Dataset entries

--*--

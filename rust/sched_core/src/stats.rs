// Copyright (c) Meta Platforms, Inc. and affiliates.

// This software may be used and distributed according to the terms of the
// GNU General Public License version 2.

//! Schedstats counters kept per task, per runqueue and per domain.

use crate::types::TimeNs;

/// Which balance path is running.
#[derive(Debug, Clone, Copy, PartialEq, Eq, Hash)]
pub enum CpuIdleType {
    /// Periodic balance from an idle CPU (tick or nohz).
    Idle,
    /// Periodic balance from a busy CPU.
    NotIdle,
    /// Balance on entry to idle.
    NewlyIdle,
}

impl CpuIdleType {
    pub const ALL: [CpuIdleType; 3] = [CpuIdleType::Idle, CpuIdleType::NotIdle, CpuIdleType::NewlyIdle];

    pub fn idx(self) -> usize {
        match self {
            CpuIdleType::Idle => 0,
            CpuIdleType::NotIdle => 1,
            CpuIdleType::NewlyIdle => 2,
        }
    }

    pub fn name(self) -> &'static str {
        match self {
            CpuIdleType::Idle => "idle",
            CpuIdleType::NotIdle => "busy",
            CpuIdleType::NewlyIdle => "newidle",
        }
    }
}

#[derive(Debug, Clone, Default, PartialEq, Eq)]
pub struct TaskStats {
    pub wait_start: TimeNs,
    pub wait_max: TimeNs,
    pub wait_count: u64,
    pub wait_sum: TimeNs,
    pub iowait_count: u64,
    pub iowait_sum: TimeNs,
    pub sleep_start: TimeNs,
    pub block_start: TimeNs,
    pub exec_max: TimeNs,
    pub nr_migrations: u64,
    pub nr_forced_migrations: u64,
    pub nr_failed_migrations_affine: u64,
    pub nr_failed_migrations_running: u64,
    pub nr_failed_migrations_hot: u64,
    pub nr_wakeups: u64,
    pub nr_wakeups_sync: u64,
    pub nr_wakeups_migrate: u64,
    pub nr_wakeups_local: u64,
    pub nr_wakeups_remote: u64,
    pub nr_wakeups_affine: u64,
    pub nr_wakeups_affine_attempts: u64,
    pub nr_wakeups_passive: u64,
    pub nr_wakeups_idle: u64,
    pub nr_voluntary_switches: u64,
    pub nr_involuntary_switches: u64,
}

impl TaskStats {
    pub fn wait_begin(&mut self, now: TimeNs) {
        self.wait_start = now;
    }

    pub fn wait_end(&mut self, now: TimeNs) {
        if self.wait_start == 0 && now == 0 {
            return;
        }
        let delta = now.saturating_sub(self.wait_start);
        self.wait_max = self.wait_max.max(delta);
        self.wait_count += 1;
        self.wait_sum += delta;
        self.wait_start = 0;
    }
}

#[derive(Debug, Clone, Default, PartialEq, Eq)]
pub struct RqStats {
    pub yld_count: u64,
    pub sched_count: u64,
    pub sched_goidle: u64,
    pub ttwu_count: u64,
    pub ttwu_local: u64,
    pub rq_cpu_time: TimeNs,
    pub run_delay: TimeNs,
    pub pcount: u64,
    pub nr_switches: u64,
    pub nr_ipi: u64,
    pub nr_throttled: u64,
    pub nr_hrtick: u64,
    pub nr_rt_push: u64,
    pub nr_rt_pull: u64,
    pub nr_dl_push: u64,
    pub nr_dl_pull: u64,
}

/// Load balance counters for one idle type.
#[derive(Debug, Clone, Default, PartialEq, Eq)]
pub struct LbStats {
    pub lb_count: u64,
    pub lb_failed: u64,
    pub lb_balanced: u64,
    pub lb_imbalance: u64,
    pub lb_gained: u64,
    pub lb_hot_gained: u64,
    pub lb_nobusyq: u64,
    pub lb_nobusyg: u64,
}

#[derive(Debug, Clone, Default, PartialEq, Eq)]
pub struct DomainStats {
    pub lb: [LbStats; 3],
    pub alb_count: u64,
    pub alb_failed: u64,
    pub alb_pushed: u64,
    pub sbe_count: u64,
    pub sbf_count: u64,
    pub ttwu_wake_remote: u64,
    pub ttwu_move_affine: u64,
    pub ttwu_move_balance: u64,
}

impl DomainStats {
    pub fn lb_mut(&mut self, idle: CpuIdleType) -> &mut LbStats {
        &mut self.lb[idle.idx()]
    }

    pub fn lb(&self, idle: CpuIdleType) -> &LbStats {
        &self.lb[idle.idx()]
    }
}

#[cfg(test)]
mod tests {
    use super::*;

    #[test]
    fn wait_accounting() {
        let mut s = TaskStats::default();
        s.wait_begin(100);
        s.wait_end(350);
        s.wait_begin(400);
        s.wait_end(450);
        assert_eq!(s.wait_count, 2);
        assert_eq!(s.wait_sum, 300);
        assert_eq!(s.wait_max, 250);
    }
}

--*--

→ **Task to carry out**: All of the entries must be written out exactly as they stand.

→ **Written response**:
filename rust/sched_core/src/stats.rs
// Copyright (c) Meta Platforms, Inc. and affiliates.

// This software may be used and distributed according to the terms of the
// GNU General Public License version 2.

//! Schedstats counters kept per task, per runqueue and per domain.

use crate::types::TimeNs;

/// Which balance path is running.
#[derive(Debug, Clone, Copy, PartialEq, Eq, Hash)]
pub enum CpuIdleType {
    /// Periodic balance from an idle CPU (tick or nohz).
    Idle,
    /// Periodic balance from a busy CPU.
    NotIdle,
    /// Balance on entry to idle.
    NewlyIdle,
}

impl CpuIdleType {
    pub const ALL: [CpuIdleType; 3] = [CpuIdleType::Idle, CpuIdleType::NotIdle, CpuIdleType::NewlyIdle];

    pub fn idx(self) -> usize {
        match self {
            CpuIdleType::Idle => 0,
            CpuIdleType::NotIdle => 1,
            CpuIdleType::NewlyIdle => 2,
        }
    }

    pub fn name(self) -> &'static str {
        match self {
            CpuIdleType::Idle => "idle",
            CpuIdleType::NotIdle => "busy",
            CpuIdleType::NewlyIdle => "newidle",
        }
    }
}

#[derive(Debug, Clone, Default, PartialEq, Eq)]
pub struct TaskStats {
    pub wait_start: TimeNs,
    pub wait_max: TimeNs,
    pub wait_count: u64,
    pub wait_sum: TimeNs,
    pub iowait_count: u64,
    pub iowait_sum: TimeNs,
    pub sleep_start: TimeNs,
    pub block_start: TimeNs,
    pub exec_max: TimeNs,
    pub nr_migrations: u64,
    pub nr_forced_migrations: u64,
    pub nr_failed_migrations_affine: u64,
    pub nr_failed_migrations_running: u64,
    pub nr_failed_migrations_hot: u64,
    pub nr_wakeups: u64,
    pub nr_wakeups_sync: u64,
    pub nr_wakeups_migrate: u64,
    pub nr_wakeups_local: u64,
    pub nr_wakeups_remote: u64,
    pub nr_wakeups_affine: u64,
    pub nr_wakeups_affine_attempts: u64,
    pub nr_wakeups_passive: u64,
    pub nr_wakeups_idle: u64,
    pub nr_voluntary_switches: u64,
    pub nr_involuntary_switches: u64,
}

impl TaskStats {
    pub fn wait_begin(&mut self, now: TimeNs) {
        self.wait_start = now;
    }

    pub fn wait_end(&mut self, now: TimeNs) {
        if self.wait_start == 0 && now == 0 {
            return;
        }
        let delta = now.saturating_sub(self.wait_start);
        self.wait_max = self.wait_max.max(delta);
        self.wait_count += 1;
        self.wait_sum += delta;
        self.wait_start = 0;
    }
}

#[derive(Debug, Clone, Default, PartialEq, Eq)]
pub struct RqStats {
    pub yld_count: u64,
    pub sched_count: u64,
    pub sched_goidle: u64,
    pub ttwu_count: u64,
    pub ttwu_local: u64,
    pub rq_cpu_time: TimeNs,
    pub run_delay: TimeNs,
    pub pcount: u64,
    pub nr_switches: u64,
    pub nr_ipi: u64,
    pub nr_throttled: u64,
    pub nr_hrtick: u64,
    pub nr_rt_push: u64,
    pub nr_rt_pull: u64,
    pub nr_dl_push: u64,
    pub nr_dl_pull: u64,
}

/// Load balance counters for one idle type.
#[derive(Debug, Clone, Default, PartialEq, Eq)]
pub struct LbStats {
    pub lb_count: u64,
    pub lb_failed: u64,
    pub lb_balanced: u64,
    pub lb_imbalance: u64,
    pub lb_gained: u64,
    pub lb_hot_gained: u64,
    pub lb_nobusyq: u64,
    pub lb_nobusyg: u64,
}

#[derive(Debug, Clone, Default, PartialEq, Eq)]
pub struct DomainStats {
    pub lb: [LbStats; 3],
    pub alb_count: u64,
    pub alb_failed: u64,
    pub alb_pushed: u64,
    pub sbe_count: u64,
    pub sbf_count: u64,
    pub ttwu_wake_remote: u64,
    pub ttwu_move_affine: u64,
    pub ttwu_move_balance: u64,
}

impl DomainStats {
    pub fn lb_mut(&mut self, idle: CpuIdleType) -> &mut LbStats {
        &mut self.lb[idle.idx()]
    }

    pub fn lb(&self, idle: CpuIdleType) -> &LbStats {
        &self.lb[idle.idx()]
    }
}

#[cfg(test)]
mod tests {
    use super::*;

    #[test]
    fn wait_accounting() {
        let mut s = TaskStats::default();
        s.wait_begin(100);
        s.wait_end(350);
        s.wait_begin(400);
        s.wait_end(450);
        assert_eq!(s.wait_count, 2);
        assert_eq!(s.wait_sum, 300);
        assert_eq!(s.wait_max, 250);
    }
}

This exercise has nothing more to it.